Jakarta (ANTARA) - Pengusaha yang juga pengamat intelijen Suhendra Hadikuntono berniat menjual beberapa perusahaannya yang beromzet ratusan miliar rupiah untuk membantu pemerintah mengatasi pandemi COVID-19.
"Prinsip saya, jika kita tidak dibutuhkan orang lain, sebenarnya kita sudah mati. Yang dibutuhkan saat ini bukan wacana, tapi aksi nyata berbuat bagi sesama," katanya, melalui pernyataan tertulisnya, di Jakarta, Senin malam.
Beberapa perusahaan yang akan dijualnya bergerak di berbagai bidang, meliputi perusahaan properti, pertambangan, dan "secure parking".
Perusahaan-perusahaan yang bernaung di bawah bendera Indo Sarana Group tersebut beroperasi di Jakarta dan sejumlah kota lainnya, seperti Bandung dan Cirebon (Jawa Barat), Pekalongan dan Semarang (Jawa Tengah), Surabaya (Jawa Timur), Yogyakarta dan sebagainya, dengan karyawan berjumlah ribuan orang.
Uang hasil penjualan perusahaan-perusahaan itu nantinya bukan untuk dirinya, melainkan akan digunakan sepenuhnya untuk membeli alat pelindung diri (APD) guna disumbangkan kepada rumah-rumah sakit yang membutuhkan untuk dipakai tenaga medis yang berada di garda terdepan dalam mengatasi penyebaran Corona.
"Kalau bicara dunia, tidak akan ada habisnya. Yang dibutuhkan saat ini adalah pengorbanan untuk mengatasi pandemi yang entah sampai kapan akan berlangsung. Apa yang bisa kita lakukan, sedikit-sedikit kita lakukan. Saat ini negara sedang memanggil kita semua," ungkapnya.
Mengenai rencana penjualan perusahaannya, Suhendra menegaskan semua proses "take over" perusahaan pasti dilakukan secara transparan dan tidak ada yang ditutup-tutupi sehingga pajaknya pun akan masuk ke kas negara.

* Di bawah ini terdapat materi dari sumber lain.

pub(crate) const MINUTES_IN_DEGREE: f64 = 60.0;
pub(crate) const SECONDS_IN_MINUTE: f64 = 60.0;

pub(crate) const DEGREE_SIGN: char = '°';
pub(crate) const ARC_MINUTE_SIGN: char = '\'';
pub(crate) const ARC_SECOND_SIGN: char = '"';

pub(crate) const MAX_LATITUDE_DEG: f64 = 90.0;
pub(crate) const MAX_LONGITUDE_DEG: f64 = 180.0;

/// Mean Earth radius in meters
/// <https://en.wikipedia.org/wiki/Earth_radius#Mean_radius>
pub(crate) const EARTH_RADIUS_M: f64 = 6_371_000.0;

pub(crate) const METERS_IN_KILOMETER: f64 = 1_000.0;
pub(crate) const METERS_IN_MILE: f64 = 1_609.344;
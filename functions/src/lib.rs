//! Geographic coordinate functions for expression evaluators

// The list was generated with the command
//   $ rustc -W help | grep ' allow ' | awk '{print $1}' | tr - _ | sort | xargs -I{} echo '#![warn({})]'
#![warn(absolute_paths_not_starting_with_crate)]
#![warn(anonymous_parameters)]
#![warn(deprecated_in_future)]
#![warn(elided_lifetimes_in_paths)]
#![warn(explicit_outlives_requirements)]
#![warn(keyword_idents)]
#![warn(macro_use_extern_crate)]
#![warn(meta_variable_misuse)]
#![warn(missing_copy_implementations)]
#![warn(missing_debug_implementations)]
#![warn(missing_docs)]
#![warn(non_ascii_idents)]
#![warn(single_use_lifetimes)]
#![warn(trivial_casts)]
#![warn(trivial_numeric_casts)]
#![warn(unstable_features)]
#![warn(unused_extern_crates)]
#![warn(unused_import_braces)]
#![warn(unused_labels)]
#![warn(unused_lifetimes)]
#![warn(unused_qualifications)]
#![warn(unused_results)]
#![warn(variant_size_differences)]
// recommendations
#![forbid(unsafe_code)]
#![deny(clippy::mem_forget)]
// suppress some pedantic warnings
#![allow(clippy::non_ascii_literal)]
#![allow(clippy::must_use_candidate)]
#![cfg_attr(test, allow(clippy::wildcard_imports))]
// the DMS field split truncates on purpose
#![allow(clippy::cast_possible_truncation)]
#![allow(clippy::cast_sign_loss)]

pub use eval::{Bindings, ErrorKind, EvalError, Function, Value};
pub use geo::{functions, DecToGms, GeoDistance};

mod eval;
mod geo;
mod utils;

"Demi bangsa dan negara ini, nyawa pun saya berikan," tandas CEO Hadiekuntono's Institute itu.
Selain pengusaha, Suhendra juga dikenal memiliki jaringan luas di berbagai kalangan, baik dalam maupun luar negeri, salah satunya Thailand yang memintanya menjadi juru damai konflik di Thailand Selatan.
Ia juga pernah menjadi Ketua Tim Penyelesaian Pelanggaran HAM Indonesia-Vietnam yang membebaskan 150 warga Vietnam yang sempat ditahan di Pulau Anambas gara-gara diduga melanggar perairan Indonesia.
Dengan pembebasan itu, Indonesia terhindar dari pengadilan Mahkamah Internasional.